# Collaborative Filtering from Scratch

### **Table of Content :**
1. **[Load the data](#section1)**


2. **[Preprocessing](#section2)**
    * 2-1. Subsampling
    * 2-2. Assign new Id values to Users and Movies
    * 2-3. Split the data into train & test set
    * 2-4. Creat looking-up dictionaries for users, movies and ratings
  

3. **[User-User Collaborative Filtering](#section3)**
    * 3-1. Count the number of users and movies
    * 3-2. Get the averages, deviations and the weights
    * 3-3. Predict the ratings
    
  
4. **[Item-Item Collaborative Filtering](#section4)**
    * 4-1. Get the averages, deviations and the weights
    * 4-3. Predict the ratings

In [1]:
import pandas as pd
import numpy as np

from collections import Counter
from sklearn.utils import shuffle
from sortedcontainers import SortedList

## 1. Load the data <a id = 'section1'></a>

In [2]:
dir = '../'
rt = pd.read_csv(dir + 'data/rating.csv')
mo = pd.read_csv(dir + 'data/movie.csv')

# Joing the two data frame
df = pd.merge(rt, mo, how = 'inner', on = ['movieId'])
df.head()

Unnamed: 0,userId,movieId,rating,timestamp,title,genres
0,1,2,3.5,2005-04-02 23:53:47,Jumanji (1995),Adventure|Children|Fantasy
1,5,2,3.0,1996-12-25 15:26:09,Jumanji (1995),Adventure|Children|Fantasy
2,13,2,3.0,1996-11-27 08:19:02,Jumanji (1995),Adventure|Children|Fantasy
3,29,2,3.0,1996-06-23 20:36:14,Jumanji (1995),Adventure|Children|Fantasy
4,34,2,3.0,1996-10-28 13:29:44,Jumanji (1995),Adventure|Children|Fantasy


In [3]:
df = df.drop(columns = ['timestamp', 'title', 'genres'])
df.head()

Unnamed: 0,userId,movieId,rating
0,1,2,3.5
1,5,2,3.0
2,13,2,3.0
3,29,2,3.0
4,34,2,3.0


## 2. Preprocessing <a id = 'section2'></a>

### 2-1. Sub-sampling 

In [4]:
# Make the user Id starts from 0 
df.userId -= 1
df.head()

Unnamed: 0,userId,movieId,rating
0,0,2,3.5
1,4,2,3.0
2,12,2,3.0
3,28,2,3.0
4,33,2,3.0


In [5]:
print("The number of samples of the data is ", len(df))
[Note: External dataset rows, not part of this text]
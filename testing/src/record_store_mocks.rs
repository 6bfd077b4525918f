//! In-memory record store for tests
//!
//! Provides a fast, deterministic [`RecordStore`] that honours the same
//! integrity rules as the Postgres schema:
//! - [`Schema`]: declares tables, unique columns and foreign keys
//! - [`InMemoryRecordStore`]: `HashMap`-backed storage with atomic batches

#![allow(clippy::unwrap_used)] // Test infrastructure uses unwrap for simplicity
#![allow(clippy::missing_panics_doc)] // Lock poisoning only happens after a test already panicked

use backline_core::record_store::{
    Filter, Mutation, Query, Record, RecordStore, RecordStoreError, StoreFuture,
};
use chrono::{DateTime, Duration, SecondsFormat, Utc};
use serde_json::Value;
use std::cmp::Ordering;
use std::collections::HashMap;
use std::sync::{Arc, RwLock};
use uuid::Uuid;

/// What happens to referencing rows when a referenced row is deleted.
#[derive(Debug, Clone, Copy, PartialEq, Eq)]
pub enum OnDelete {
    /// Reject the delete.
    Restrict,
    /// Delete the referencing rows too.
    Cascade,
    /// Clear the referencing column.
    SetNull,
}

/// A reference from `column` to the `id` of another table.
#[derive(Debug, Clone, PartialEq, Eq)]
pub struct ForeignKey {
    /// Referencing column.
    pub column: String,
    /// Referenced table.
    pub references: String,
    /// Delete behaviour.
    pub on_delete: OnDelete,
}

/// Declaration of one table.
#[derive(Debug, Clone, Default, PartialEq, Eq)]
pub struct TableSchema {
    /// Table name.
    pub name: String,
    /// Columns whose non-null values must be unique.
    pub unique: Vec<String>,
    /// Outgoing references.
    pub foreign_keys: Vec<ForeignKey>,
}

impl TableSchema {
    /// Declare a table with no constraints.
    pub fn new(name: impl Into<String>) -> Self {
        Self {
            name: name.into(),
            ..Self::default()
        }
    }

    /// Require non-null values of `column` to be unique.
    #[must_use]
    pub fn unique(mut self, column: impl Into<String>) -> Self {
        self.unique.push(column.into());
        self
    }

    /// Reference `table.id` from `column`.
    #[must_use]
    pub fn references(mut self, column: impl Into<String>, table: impl Into<String>, on_delete: OnDelete) -> Self {
        self.foreign_keys.push(ForeignKey {
            column: column.into(),
            references: table.into(),
            on_delete,
        });
        self
    }
}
The number of samples of the data is  20000263


Let's extract only the useful subset data whose users and movies have many ranting data. 

In [6]:
N = df.userId.max() + 1
M = df.movieId.nunique() + 1

print("The number of Users is ", N)
print("The number of Movies is ", M)

The number of Users is  138493
The number of Movies is  26745


In [7]:
user_ids_count = Counter(df.userId)
movie_ids_count = Counter(df.movieId)

The outcome of `Counter()` will be **'column value : count_number'**. So take only the column values from the most common ones.

In [8]:
# Choose the numbers to subset 
n = 1000
m = 200 

user_ids = [col for col, idx in user_ids_count.most_common(n)]
movie_ids = [col for col, idx in movie_ids_count.most_common(m)]

In [9]:
# Filter the data only with the user id and movie id mostly rated
df_sub = df[df.userId.isin(user_ids) & df.movieId.isin(movie_ids)]

In [10]:
df_sub.head()

Unnamed: 0,userId,movieId,rating
20,155,2,5.0
85,571,2,3.5
89,585,2,3.0
123,740,2,3.0
129,767,2,3.0


### 2-2. Assign new Id values to Users and Movies

Now there are sparsity in the values of `userId` and `movieID`. Create the new ids for users and movies in the `df_sub` DataFrame.   

In [11]:
user_dic = {}
i = 0

for k in user_ids:
    user_dic[k] = i
    i += 1

In [12]:
movie_dic = {}
i = 0

for k in movie_ids:
    movie_dic[k] = i
    i += 1

In [13]:
df_sub['user_idx'] = df_sub.userId.apply(lambda x: user_dic[x])
df_sub['movie_idx'] = df_sub.movieId.apply(lambda x: movie_dic[x])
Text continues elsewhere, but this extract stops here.